RKM Vivekananda College, Chennai 600004

Dr. K. Jeganathan

Co-ordinator, Centre for Nanoscience and Nanotechnology, Bharathidasan University, Trichy 620024


The photocurrent conversions at the two-dimensional (2D) TMDC materials are important for achieving high performance, self-powered optoelectronic devices such as photodetectors. In this work, we design and fabricate a self-powered germanium diselenide thin-film based high-performance photodetectors. Our synthesized GeSe2 exhibits a direct bandgap of 2.78 eV and performs well as a self-powered detector with excellent photoresponsivity of 320 mA/W and response time of 323 mSec. The self-powered photodetector with superior visible light absorbing and carrier transport behavior is may expected to open-up the door for the future GeSe2 based optoelectronic devices.

Keywords: germanium diselenide, TMDC material, self-powered photodetector.


Photodetectors play a critical role in current and emerging applications in biotechnology, telecommunications, medical applications, atmospheric studies and optoelectronic applications. The Photodetectors are purely based on the semiconductor-based photon detection technology. In this report, a brief outline of the fundamental physical processes behind the photodetectors are presented and I fabricated a self-powered ultra-fast photodetector using 2D germanium diselenide.

Working of Photodetector

Photodetector is a device which converts incident photon into electrical signals and it is also known to be photo-sensor. Generally, when a photon of ample energy strikes the semiconducting sensing surface area of photodetector, it generates electron-hole pair.
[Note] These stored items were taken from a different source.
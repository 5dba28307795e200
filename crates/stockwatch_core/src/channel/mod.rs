//! Notification channel adapters.
//!
//! # Responsibility
//! - Define the two delivery seams (email, push) used by the dispatcher.
//! - Build the plain-text summary shared by both channels.
//!
//! # Invariants
//! - Adapters are stateless senders; they own their timeout policy.
//! - Adapters report failure through `ChannelError` and never panic.

use crate::model::alert::AlertWithQuantity;
use async_trait::async_trait;
use serde::Serialize;
use std::error::Error;
use std::fmt::{Display, Formatter};

pub mod email;
pub mod push;

pub use email::WebhookEmailAdapter;
pub use push::{is_valid_push_token, ExpoPushAdapter};

/// Delivery failure reported by a channel adapter.
#[derive(Debug, Clone, PartialEq, Eq)]
pub enum ChannelError {
    /// The channel is not reachable or not configured.
    Unavailable(String),
    /// A destination was malformed or rejected as unknown.
    InvalidDestination(String),
    /// The remote service answered with a non-success status.
    Rejected { status: u16, body: String },
    /// Transport-level failure (connect, timeout, decode).
    Transport(String),
}

impl Display for ChannelError {
    fn fmt(&self, f: &mut Formatter<'_>) -> std::fmt::Result {
        match self {
            Self::Unavailable(message) => write!(f, "channel unavailable: {message}"),
            Self::InvalidDestination(value) => write!(f, "invalid destination: {value}"),
            Self::Rejected { status, body } => {
                write!(f, "channel rejected message with status {status}: {body}")
            }
            Self::Transport(message) => write!(f, "channel transport error: {message}"),
        }
    }
}

impl Error for ChannelError {}

impl From<reqwest::Error> for ChannelError {
    fn from(value: reqwest::Error) -> Self {
        Self::Transport(value.to_string())
    }
}

/// One low-stock line of a summary.
#[derive(Debug, Clone, PartialEq, Serialize)]
pub struct AlertLine {
    pub item_name: String,
    pub alert_name: Option<String>,
    pub quantity: i64,
    pub threshold: f64,
}

/// Channel-agnostic summary of one dispatch batch.
#[derive(Debug, Clone, PartialEq, Serialize)]
pub struct AlertSummary {
    pub title: String,
    pub lines: Vec<AlertLine>,
}

impl AlertSummary {
    pub fn from_alerts(alerts: &[AlertWithQuantity]) -> Self {
        let title = match alerts.len() {
            1 => "Low stock: 1 item needs attention".to_string(),
            count => format!("Low stock: {count} items need attention"),
        };
        let lines = alerts
            .iter()
            .map(|alert| AlertLine {
                item_name: alert.item_name.clone(),
                alert_name: alert.rule.name.clone(),
                quantity: alert.quantity,
                threshold: alert.rule.threshold,
            })
            .collect();
        Self { title, lines }
    }

    /// Plain-text body, one line per alert.
    pub fn body(&self) -> String {
        self.lines
            .iter()
            .map(|line| match &line.alert_name {
                Some(name) => format!(
                    "{} ({}): {} left, threshold {}",
                    line.item_name, name, line.quantity, line.threshold
                ),
                None => format!(
                    "{}: {} left, threshold {}",
                    line.item_name, line.quantity, line.threshold
                ),
            })
            .collect::<Vec<_>>()
            .join("\n")
    }

    /// Short single-line text for push notifications.
    pub fn short_body(&self) -> String {
        let names = self
            .lines
            .iter()
            .map(|line| line.item_name.as_str())
            .collect::<Vec<_>>();
        match names.as_slice() {
            [] => String::new(),
            [only] => format!("{only} is running low"),
            [first, rest @ ..] => format!("{first} and {} more are running low", rest.len()),
        }
    }
}

/// Email delivery seam. One message per dispatch.
#[async_trait]
pub trait EmailAdapter: Send + Sync {
    async fn send(&self, recipient: &str, summary: &AlertSummary) -> Result<(), ChannelError>;
}

/// Push delivery seam. Receives already-validated tokens; may batch
/// internally and only fails on hard errors.
#[async_trait]
pub trait PushAdapter: Send + Sync {
    async fn send(&self, destinations: &[String], summary: &AlertSummary)
        -> Result<(), ChannelError>;
}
The energy of incident photons causes the electrons to transfer from valence band to conduction band of the sensing material which make them as a free electron for the current conduction and produces electrical signal.
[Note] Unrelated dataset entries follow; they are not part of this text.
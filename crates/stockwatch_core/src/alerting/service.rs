//! Alert use-case service.
//!
//! # Responsibility
//! - Run the evaluate → dispatch → persist cycle for the full inventory and
//!   for a single item whose quantity changed.
//! - Provide alert rule management for the CRUD layer.
//!
//! # Invariants
//! - `last_sent` of a dispatched batch is written once, after both channels
//!   were attempted, whatever their outcome.
//! - Recovered rules are re-armed (`last_sent = NULL`) without notifying.
//! - Channel failures only lower `sent`; they never surface as errors.
//! - Store failures surface to the caller. Both `last_sent` writes of a pass
//!   are attempted before the first failure is returned.

use crate::alerting::clock::Clock;
use crate::alerting::dispatcher::{DispatchReport, NotificationDispatcher};
use crate::alerting::evaluator::ThresholdEvaluator;
use crate::model::alert::{normalize_alert_name, validate_threshold, AlertId, AlertRule, AlertWithQuantity};
use crate::model::item::ItemId;
use crate::repo::alert_repo::AlertStore;
use crate::repo::{RepoError, RepoResult};
use log::{error, info, warn};
use serde::Serialize;
use std::sync::Arc;
use std::time::{Duration, Instant};
use tokio::time::MissedTickBehavior;
use tokio_util::sync::CancellationToken;

/// Result of a full-inventory sweep.
#[derive(Debug, Clone, PartialEq, Eq, Serialize)]
pub struct SweepResult {
    /// Active rules evaluated.
    pub checked: usize,
    /// Rules at or below threshold, notified now or inside the cooldown.
    pub triggered: usize,
    /// Rules delivered on at least one channel in this pass.
    pub sent: usize,
    /// Recovered rules re-armed in this pass.
    pub reset: usize,
    /// Channel outcomes; absent when nothing was due.
    pub dispatch: Option<DispatchReport>,
}

/// Result of a single-item check after a quantity change.
#[derive(Debug, Clone, PartialEq, Eq, Serialize)]
pub struct ItemAlertCheck {
    pub triggered: usize,
    pub sent: usize,
    pub reset: usize,
}

/// Partial edit of an alert rule. `None` keeps the current value.
#[derive(Debug, Clone, Default, PartialEq)]
pub struct AlertUpdate {
    pub threshold: Option<f64>,
    /// `Some(None)` clears the name.
    pub name: Option<Option<String>>,
    pub is_active: Option<bool>,
}

pub struct AlertService {
    store: Arc<dyn AlertStore>,
    dispatcher: NotificationDispatcher,
    evaluator: ThresholdEvaluator,
    clock: Arc<dyn Clock>,
}

impl AlertService {
    pub fn new(
        store: Arc<dyn AlertStore>,
        dispatcher: NotificationDispatcher,
        evaluator: ThresholdEvaluator,
        clock: Arc<dyn Clock>,
    ) -> Self {
        Self {
            store,
            dispatcher,
            evaluator,
            clock,
        }
    }

    /// Evaluates every active rule and notifies the due ones.
    ///
    /// Safe to call repeatedly: the cooldown prevents duplicate sends.
    pub async fn run_full_alert_sweep(&self) -> RepoResult<SweepResult> {
        let started_at = Instant::now();
        info!("event=alert_sweep module=alerting status=start");

        let alerts = match self.store.list_active_alerts_with_item_quantity().await {
            Ok(alerts) => alerts,
            Err(err) => {
                error!(
                    "event=alert_sweep module=alerting status=error error_code={} error={}",
                    err.code(),
                    err
                );
                return Err(err);
            }
        };

        let result = self.process(alerts).await?;
        info!(
            "event=alert_sweep module=alerting status=ok checked={} triggered={} sent={} reset={} duration_ms={}",
            result.checked,
            result.triggered,
            result.sent,
            result.reset,
            started_at.elapsed().as_millis()
        );
        Ok(result)
    }

    /// Runs the same cycle restricted to one item, using `new_quantity` as
    /// the item's stock level.
    pub async fn check_item_alerts(
        &self,
        item_id: ItemId,
        new_quantity: i64,
    ) -> RepoResult<ItemAlertCheck> {
        let alerts = self
            .store
            .list_active_alerts_for_item(item_id)
            .await?
            .into_iter()
            .map(|alert| AlertWithQuantity {
                quantity: new_quantity,
                ..alert
            })
            .collect();

        let result = self.process(alerts).await?;
        info!(
            "event=item_alert_check module=alerting status=ok item={} quantity={} triggered={} sent={} reset={}",
            item_id, new_quantity, result.triggered, result.sent, result.reset
        );
        Ok(ItemAlertCheck {
            triggered: result.triggered,
            sent: result.sent,
            reset: result.reset,
        })
    }

    /// Dispatches due rules, then writes both `last_sent` batches. Both
    /// writes are attempted even when the first fails; the first failure is
    /// returned afterwards.
    async fn process(&self, alerts: Vec<AlertWithQuantity>) -> RepoResult<SweepResult> {
        let now = self.clock.now();
        let evaluation = self.evaluator.evaluate(alerts, now);
        let mut first_error = None;

        let mut sent = 0;
        let mut dispatch = None;
        if !evaluation.due.is_empty() {
            let report = self.dispatcher.dispatch(&evaluation.due).await;
            let due_ids = rule_ids(&evaluation.due);
            if report.delivered() {
                sent = due_ids.len();
            }
            if let Err(err) = self.store.set_last_sent(&due_ids, Some(now)).await {
                log_persist_failure("mark_sent", due_ids.len(), &err);
                first_error.get_or_insert(err);
            }
            dispatch = Some(report);
        }

        if !evaluation.recovered.is_empty() {
            let recovered_ids = rule_ids(&evaluation.recovered);
            if let Err(err) = self.store.set_last_sent(&recovered_ids, None).await {
                log_persist_failure("rearm", recovered_ids.len(), &err);
                first_error.get_or_insert(err);
            }
        }

        if let Some(err) = first_error {
            error!(
                "event=alert_sweep module=alerting status=error error_code={} checked={} triggered={} sent={} reset={}",
                err.code(),
                evaluation.checked(),
                evaluation.triggered(),
                sent,
                evaluation.recovered.len()
            );
            return Err(err);
        }

        Ok(SweepResult {
            checked: evaluation.checked(),
            triggered: evaluation.triggered(),
            sent,
            reset: evaluation.recovered.len(),
            dispatch,
        })
    }

    /// Sweeps every `interval` until `shutdown` is cancelled.
    ///
    /// A failed sweep is logged and the loop keeps going.
    pub async fn run_sweep_loop(&self, interval: Duration, shutdown: CancellationToken) {
        let mut ticker = tokio::time::interval(interval);
        ticker.set_missed_tick_behavior(MissedTickBehavior::Delay);
        info!(
            "event=alert_sweep_loop module=alerting status=start interval_secs={}",
            interval.as_secs()
        );

        loop {
            tokio::select! {
                _ = shutdown.cancelled() => break,
                _ = ticker.tick() => {
                    if let Err(err) = self.run_full_alert_sweep().await {
                        warn!(
                            "event=alert_sweep_loop module=alerting status=error error_code={} error={}",
                            err.code(),
                            err
                        );
                    }
                }
            }
        }

        info!("event=alert_sweep_loop module=alerting status=stopped");
    }

    /// Creates an armed rule for `item_id`.
    pub async fn create_alert(
        &self,
        item_id: ItemId,
        threshold: f64,
        name: Option<String>,
    ) -> RepoResult<AlertRule> {
        let rule = AlertRule::new(item_id, threshold, name);
        self.store.create_alert(&rule).await?;
        info!(
            "event=alert_create module=alerting status=ok alert={} item={} threshold={}",
            rule.uuid, item_id, threshold
        );
        Ok(rule)
    }

    /// Applies a partial edit; `last_sent` is left untouched.
    pub async fn update_alert(&self, id: AlertId, update: AlertUpdate) -> RepoResult<AlertRule> {
        let mut rule = self
            .store
            .get_alert(id)
            .await?
            .ok_or_else(|| RepoError::not_found("alert", id))?;

        if let Some(threshold) = update.threshold {
            validate_threshold(threshold)?;
            rule.threshold = threshold;
        }
        if let Some(name) = update.name {
            rule.name = normalize_alert_name(name);
        }
        if let Some(is_active) = update.is_active {
            rule.is_active = is_active;
        }

        self.store.update_alert(&rule).await?;
        Ok(rule)
    }

    pub async fn delete_alert(&self, id: AlertId) -> RepoResult<()> {
        self.store.delete_alert(id).await
    }

    pub async fn get_alert(&self, id: AlertId) -> RepoResult<Option<AlertRule>> {
        self.store.get_alert(id).await
    }

    pub async fn list_alerts_for_item(&self, item_id: ItemId) -> RepoResult<Vec<AlertRule>> {
        self.store.list_alerts_for_item(item_id).await
    }
}

fn log_persist_failure(step: &str, rules: usize, err: &RepoError) {
    error!(
        "event=alert_sweep module=alerting status=error step={} rules={} error_code={} error={}",
        step,
        rules,
        err.code(),
        err
    );
}

fn rule_ids(alerts: &[AlertWithQuantity]) -> Vec<AlertId> {
    alerts.iter().map(|alert| alert.rule.uuid).collect()
}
    Fig:1 Symbol of photodiode

    Photodiode Operation Modes

    A photodetector can be operated in one of the two modes,

    ➤ Photovoltaic mode

    ➤ Photoconductive mode

    Photovoltaic mode: Here in, a photon of sufficient energy can be absorbed by the detector material to excite an electron from the valence band to the conduction band. The excited electron may be observed through its contribution to the current. In other words, no external voltage is applied to the photodetector under photovoltaic mode. It works in the self-powered mode.

    Photoconductive mode: In photoconductive mode, an external bias voltage is applied to the photodetector. Applying a bias voltage increases the width of depletion region and reduces the junction capacitance which results in increased response speed.
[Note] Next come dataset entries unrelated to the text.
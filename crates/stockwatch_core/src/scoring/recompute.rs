//! Background recomputation of stale importance scores.
//!
//! # Responsibility
//! - Accept `invalidate(item_id)` from mutation sites without blocking them.
//! - Recompute and persist stale scores on one dedicated worker task.
//!
//! # Invariants
//! - An item is queued at most once while pending; it is removed from the
//!   pending set right before its recompute starts, so an invalidation that
//!   arrives mid-recompute queues it again.
//! - Recomputes run one at a time, in invalidation order.
//! - Worker failures are logged and never reach the publisher.
//! - `shutdown` drains everything queued before it returns.

use crate::model::item::ItemId;
use crate::scoring::service::ScoringService;
use log::{debug, error, info, warn};
use std::collections::HashSet;
use std::sync::{Arc, Mutex};
use tokio::sync::{mpsc, watch};
use tokio::task::JoinHandle;

struct TriggerState {
    pending: Mutex<HashSet<ItemId>>,
    /// Queued plus in-flight recomputes.
    outstanding: watch::Sender<usize>,
}

impl TriggerState {
    fn pending(&self) -> std::sync::MutexGuard<'_, HashSet<ItemId>> {
        self.pending
            .lock()
            .unwrap_or_else(|poisoned| poisoned.into_inner())
    }
}

/// Work queue that keeps persisted importance scores fresh.
pub struct RecomputeTrigger {
    sender: Mutex<Option<mpsc::UnboundedSender<ItemId>>>,
    state: Arc<TriggerState>,
    worker: Mutex<Option<JoinHandle<()>>>,
}

impl RecomputeTrigger {
    /// Spawns the worker on the current tokio runtime.
    pub fn spawn(scoring: Arc<ScoringService>) -> Self {
        let (sender, receiver) = mpsc::unbounded_channel();
        let (outstanding, _) = watch::channel(0usize);
        let state = Arc::new(TriggerState {
            pending: Mutex::new(HashSet::new()),
            outstanding,
        });

        let worker = tokio::spawn(run_worker(scoring, receiver, Arc::clone(&state)));
        info!("event=recompute_worker module=scoring status=start");

        Self {
            sender: Mutex::new(Some(sender)),
            state,
            worker: Mutex::new(Some(worker)),
        }
    }

    /// Marks `item_id` stale. Returns immediately.
    pub fn invalidate(&self, item_id: ItemId) {
        let sender = self
            .sender
            .lock()
            .unwrap_or_else(|poisoned| poisoned.into_inner());
        let Some(sender) = sender.as_ref() else {
            warn!("event=recompute_invalidate module=scoring status=skipped item={item_id} reason=shut_down");
            return;
        };

        let mut pending = self.state.pending();
        if !pending.insert(item_id) {
            debug!("event=recompute_invalidate module=scoring status=coalesced item={item_id}");
            return;
        }

        self.state.outstanding.send_modify(|count| *count += 1);
        if sender.send(item_id).is_err() {
            pending.remove(&item_id);
            self.state.outstanding.send_modify(|count| *count -= 1);
            warn!("event=recompute_invalidate module=scoring status=error item={item_id} reason=worker_gone");
        }
    }

    pub fn invalidate_all(&self, item_ids: impl IntoIterator<Item = ItemId>) {
        for item_id in item_ids {
            self.invalidate(item_id);
        }
    }

    /// Items queued and not yet picked up by the worker.
    pub fn pending(&self) -> usize {
        self.state.pending().len()
    }

    /// Resolves once nothing is queued or being recomputed.
    pub async fn settled(&self) {
        let mut outstanding = self.state.outstanding.subscribe();
        // The sender lives in `state`, so the channel cannot close here.
        let _ = outstanding.wait_for(|count| *count == 0).await;
    }

    /// Stops accepting invalidations, drains the queue and joins the worker.
    pub async fn shutdown(&self) {
        drop(
            self.sender
                .lock()
                .unwrap_or_else(|poisoned| poisoned.into_inner())
                .take(),
        );
        let worker = self
            .worker
            .lock()
            .unwrap_or_else(|poisoned| poisoned.into_inner())
            .take();

        if let Some(worker) = worker {
            if let Err(err) = worker.await {
                error!("event=recompute_worker module=scoring status=error error={err}");
            }
        }
    }
}

async fn run_worker(
    scoring: Arc<ScoringService>,
    mut receiver: mpsc::UnboundedReceiver<ItemId>,
    state: Arc<TriggerState>,
) {
    let mut processed: u64 = 0;
    while let Some(item_id) = receiver.recv().await {
        state.pending().remove(&item_id);

        match scoring.recalculate_item_score(item_id).await {
            Ok(Some(_)) => processed += 1,
            Ok(None) => {
                debug!("event=recompute_item module=scoring status=skipped item={item_id} reason=item_missing");
            }
            Err(err) => {
                error!(
                    "event=recompute_item module=scoring status=error item={} error_code={} error={}",
                    item_id,
                    err.code(),
                    err
                );
            }
        }

        state.outstanding.send_modify(|count| *count -= 1);
    }

    info!("event=recompute_worker module=scoring status=stopped processed={processed}");
}
//! Project use-case service.
//!
//! # Responsibility
//! - Create, edit and delete projects and their item links.
//! - Mark every item whose score inputs changed as stale.
//!
//! # Invariants
//! - `NotFound` and `Conflict` surface to the caller synchronously.
//! - Invalidations are published only after the write succeeded.
//! - Linked items are read before a project edit is written, so a failed
//!   read leaves the project unchanged.
//! - Renaming a project does not invalidate; status or priority changes
//!   invalidate every linked item.
//! - Deleting a project invalidates its formerly linked items after the
//!   delete, so their recompute no longer sees the project.

use crate::model::item::ItemId;
use crate::model::project::{
    validate_link_quantity, Project, ProjectId, ProjectItemLink, ProjectPriority, ProjectStatus,
};
use crate::repo::project_repo::ProjectStore;
use crate::repo::{RepoError, RepoResult};
use crate::scoring::recompute::RecomputeTrigger;
use log::info;
use std::sync::Arc;

/// Partial project edit. `None` keeps the current value.
#[derive(Debug, Clone, Default, PartialEq, Eq)]
pub struct ProjectUpdate {
    pub name: Option<String>,
    pub status: Option<ProjectStatus>,
    pub priority: Option<ProjectPriority>,
}

/// Partial link edit. `None` keeps the current value.
#[derive(Debug, Clone, Copy, Default, PartialEq, Eq)]
pub struct LinkUpdate {
    pub quantity: Option<i64>,
    pub is_active: Option<bool>,
}

pub struct ProjectService {
    store: Arc<dyn ProjectStore>,
    trigger: Arc<RecomputeTrigger>,
}

impl ProjectService {
    pub fn new(store: Arc<dyn ProjectStore>, trigger: Arc<RecomputeTrigger>) -> Self {
        Self { store, trigger }
    }

    pub async fn create_project(
        &self,
        name: impl Into<String>,
        status: ProjectStatus,
        priority: ProjectPriority,
    ) -> RepoResult<Project> {
        let project = Project::new(name, status, priority);
        self.store.create_project(&project).await?;
        info!(
            "event=project_create module=project status=ok project={} project_status={} priority={}",
            project.uuid,
            status.as_str(),
            priority.as_str()
        );
        Ok(project)
    }

    pub async fn get_project(&self, id: ProjectId) -> RepoResult<Option<Project>> {
        self.store.get_project(id).await
    }

    pub async fn update_project(&self, id: ProjectId, update: ProjectUpdate) -> RepoResult<Project> {
        let current = self
            .store
            .get_project(id)
            .await?
            .ok_or_else(|| RepoError::not_found("project", id))?;

        let mut project = current.clone();
        if let Some(name) = update.name {
            project.name = name;
        }
        if let Some(status) = update.status {
            project.status = status;
        }
        if let Some(priority) = update.priority {
            project.priority = priority;
        }

        let affects_scores =
            project.status != current.status || project.priority != current.priority;
        let item_ids = if affects_scores {
            self.store.list_project_item_ids(id).await?
        } else {
            Vec::new()
        };
        self.store.update_project(&project).await?;

        info!(
            "event=project_update module=project status=ok project={} invalidated={}",
            id,
            item_ids.len()
        );
        self.trigger.invalidate_all(item_ids);
        Ok(project)
    }

    pub async fn delete_project(&self, id: ProjectId) -> RepoResult<()> {
        let item_ids = self.store.delete_project(id).await?;
        info!(
            "event=project_delete module=project status=ok project={} invalidated={}",
            id,
            item_ids.len()
        );
        self.trigger.invalidate_all(item_ids);
        Ok(())
    }

    pub async fn add_item_to_project(
        &self,
        project_id: ProjectId,
        item_id: ItemId,
        quantity: i64,
    ) -> RepoResult<ProjectItemLink> {
        let link = ProjectItemLink {
            project_id,
            item_id,
            quantity,
            is_active: true,
        };
        self.store.add_project_item(&link).await?;
        self.trigger.invalidate(item_id);
        Ok(link)
    }

    pub async fn remove_item_from_project(
        &self,
        project_id: ProjectId,
        item_id: ItemId,
    ) -> RepoResult<()> {
        self.store.remove_project_item(project_id, item_id).await?;
        self.trigger.invalidate(item_id);
        Ok(())
    }

    pub async fn update_project_item(
        &self,
        project_id: ProjectId,
        item_id: ItemId,
        update: LinkUpdate,
    ) -> RepoResult<ProjectItemLink> {
        if let Some(quantity) = update.quantity {
            validate_link_quantity(quantity)?;
        }

        let mut link = self
            .store
            .get_project_item(project_id, item_id)
            .await?
            .ok_or_else(|| RepoError::not_found("project item", item_id))?;
        if let Some(quantity) = update.quantity {
            link.quantity = quantity;
        }
        if let Some(is_active) = update.is_active {
            link.is_active = is_active;
        }

        self.store.update_project_item(&link).await?;
        self.trigger.invalidate(item_id);
        Ok(link)
    }
}
//! Importance score computation.
//!
//! # Invariants
//! - `compute_score` is a pure function of the item and its links.
//! - Inactive links contribute nothing and are not listed as usages.
//! - Only `total_score` is ever persisted.

use crate::model::item::{Item, ItemId};
use crate::model::project::{LinkWithProject, ProjectId, ProjectPriority, ProjectStatus};
use serde::Serialize;
use std::collections::HashSet;

/// Weight kept for projects that are paused.
pub const PAUSED_DISCOUNT: f64 = 0.3;
/// Bonus per active project once an item is used by more than one.
pub const DIVERSIFICATION_BONUS_PER_PROJECT: f64 = 0.5;

/// One project's use of the item.
#[derive(Debug, Clone, PartialEq, Serialize)]
pub struct ProjectUsage {
    pub project_id: ProjectId,
    pub project_name: String,
    pub status: ProjectStatus,
    pub priority: ProjectPriority,
    pub quantity: i64,
    pub priority_multiplier: f64,
    pub contribution: f64,
}

/// Decomposition of an item's importance score.
#[derive(Debug, Clone, PartialEq, Serialize)]
pub struct ScoreBreakdown {
    pub item_id: ItemId,
    pub item_name: String,
    pub active_projects_score: f64,
    pub paused_projects_score: f64,
    pub diversification_bonus: f64,
    pub total_score: f64,
    pub active_project_count: usize,
    /// Mean multiplier over all active links; 0 without links.
    pub average_priority_multiplier: f64,
    /// Unordered; callers sort as they need.
    pub usages: Vec<ProjectUsage>,
}

/// Computes the score of `item` from its links.
pub fn compute_score(item: &Item, links: &[LinkWithProject]) -> ScoreBreakdown {
    let mut active_projects_score = 0.0;
    let mut paused_projects_score = 0.0;
    let mut multiplier_sum = 0.0;
    let mut active_projects = HashSet::new();
    let mut usages = Vec::with_capacity(links.len());

    for entry in links.iter().filter(|entry| entry.link.is_active) {
        let multiplier = entry.project.priority.multiplier();
        let base = entry.link.quantity as f64 * multiplier;
        multiplier_sum += multiplier;

        let contribution = match entry.project.status {
            ProjectStatus::Active => {
                active_projects.insert(entry.project.uuid);
                active_projects_score += base;
                base
            }
            ProjectStatus::Paused => {
                let discounted = base * PAUSED_DISCOUNT;
                paused_projects_score += discounted;
                discounted
            }
            ProjectStatus::Completed | ProjectStatus::Cancelled => 0.0,
        };

        usages.push(ProjectUsage {
            project_id: entry.project.uuid,
            project_name: entry.project.name.clone(),
            status: entry.project.status,
            priority: entry.project.priority,
            quantity: entry.link.quantity,
            priority_multiplier: multiplier,
            contribution,
        });
    }

    let active_project_count = active_projects.len();
    let diversification_bonus = if active_project_count > 1 {
        active_project_count as f64 * DIVERSIFICATION_BONUS_PER_PROJECT
    } else {
        0.0
    };
    let average_priority_multiplier = if usages.is_empty() {
        0.0
    } else {
        multiplier_sum / usages.len() as f64
    };

    ScoreBreakdown {
        item_id: item.uuid,
        item_name: item.name.clone(),
        active_projects_score,
        paused_projects_score,
        diversification_bonus,
        total_score: round2(active_projects_score + paused_projects_score + diversification_bonus),
        active_project_count,
        average_priority_multiplier,
        usages,
    }
}

/// Rounds to two decimal places.
pub fn round2(value: f64) -> f64 {
    (value * 100.0).round() / 100.0
}

#[cfg(test)]
mod tests {
    use super::{compute_score, round2};
    use crate::model::item::Item;
    use crate::model::project::{
        LinkWithProject, Project, ProjectItemLink, ProjectPriority, ProjectStatus,
    };

    fn link(
        item: &Item,
        quantity: i64,
        status: ProjectStatus,
        priority: ProjectPriority,
    ) -> LinkWithProject {
        let project = Project::new("build", status, priority);
        LinkWithProject {
            link: ProjectItemLink {
                project_id: project.uuid,
                item_id: item.uuid,
                quantity,
                is_active: true,
            },
            project,
        }
    }

    #[test]
    fn single_critical_project_has_no_bonus() {
        let item = Item::new("Stepper motor", 4);
        let links = [link(&item, 2, ProjectStatus::Active, ProjectPriority::Critical)];

        let score = compute_score(&item, &links);
        assert_eq!(score.active_projects_score, 8.0);
        assert_eq!(score.diversification_bonus, 0.0);
        assert_eq!(score.total_score, 8.0);
        assert_eq!(score.average_priority_multiplier, 4.0);
    }

    #[test]
    fn two_active_projects_earn_diversification_bonus() {
        let item = Item::new("Heat inserts", 40);
        let links = [
            link(&item, 1, ProjectStatus::Active, ProjectPriority::Medium),
            link(&item, 1, ProjectStatus::Active, ProjectPriority::Medium),
        ];

        let score = compute_score(&item, &links);
        assert_eq!(score.active_projects_score, 2.0);
        assert_eq!(score.diversification_bonus, 1.0);
        assert_eq!(score.total_score, 3.0);
        assert_eq!(score.active_project_count, 2);
    }

    #[test]
    fn paused_projects_are_discounted_and_finished_ones_ignored() {
        let item = Item::new("PLA spool", 1);
        let links = [
            link(&item, 2, ProjectStatus::Paused, ProjectPriority::High),
            link(&item, 5, ProjectStatus::Completed, ProjectPriority::Critical),
            link(&item, 5, ProjectStatus::Cancelled, ProjectPriority::Critical),
        ];

        let score = compute_score(&item, &links);
        assert_eq!(round2(score.paused_projects_score), 1.2);
        assert_eq!(score.active_projects_score, 0.0);
        assert_eq!(score.diversification_bonus, 0.0);
        assert_eq!(score.total_score, 1.2);
        assert_eq!(score.usages.len(), 3);
        assert_eq!(score.average_priority_multiplier, (2.0 + 4.0 + 4.0) / 3.0);
    }

    #[test]
    fn paused_project_does_not_count_towards_bonus() {
        let item = Item::new("Wire", 10);
        let links = [
            link(&item, 1, ProjectStatus::Active, ProjectPriority::Low),
            link(&item, 1, ProjectStatus::Paused, ProjectPriority::Low),
        ];

        let score = compute_score(&item, &links);
        assert_eq!(score.active_project_count, 1);
        assert_eq!(score.diversification_bonus, 0.0);
        assert_eq!(score.total_score, 0.65);
    }

    #[test]
    fn inactive_links_are_ignored() {
        let item = Item::new("Bearings", 8);
        let mut inactive = link(&item, 3, ProjectStatus::Active, ProjectPriority::High);
        inactive.link.is_active = false;

        let score = compute_score(&item, &[inactive]);
        assert_eq!(score.total_score, 0.0);
        assert!(score.usages.is_empty());
        assert_eq!(score.average_priority_multiplier, 0.0);
    }

    #[test]
    fn compute_score_is_pure() {
        let item = Item::new("Nuts", 3);
        let links = [
            link(&item, 3, ProjectStatus::Active, ProjectPriority::High),
            link(&item, 7, ProjectStatus::Paused, ProjectPriority::Low),
            link(&item, 1, ProjectStatus::Active, ProjectPriority::Critical),
        ];

        let first = compute_score(&item, &links);
        let second = compute_score(&item, &links);
        assert_eq!(first, second);
        assert_eq!(first.total_score, 12.05);
    }

    #[test]
    fn round2_keeps_two_decimals() {
        assert_eq!(round2(1.005_f64 + 1e-9), 1.01);
        assert_eq!(round2(2.344), 2.34);
        assert_eq!(round2(0.0), 0.0);
    }
}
    Types of Photodetectors

    ➱  P-N junction-based photodetectors

    ➱ P-I-N photodetectors

    ➱  APD Avalanche photodetectors

    ➱  SP Schottky photodetectors

    ➱ M-S-M metal-semiconductor-metal photodetectors

    Performance Parameters of Photodetector

    The performance of a photodetector can be characterized by the following, some parameters. These parameters can explain the working of the photodetector device.

    Spectral response: The response of a photodetector as a function of photon frequency. The spectral response of a detector is given by the manner in which the output signal of the detector varies with the change in the wavelength of the incident radiation.

    Quantum efficiency: The "quantum efficiency" (Q.E.) is the ratio of the number of carriers generated by the photodetector, to the number of photons of a given energy incident on the photodetector.

    Ƞ=(no.of generated carriers )/(no.of incident photons)


    Responsivity of a detector is given as the ratio of the generated photocurrent (I) to the amount of optical power (Po) incident on the detector. The unit of responsivity is A/W.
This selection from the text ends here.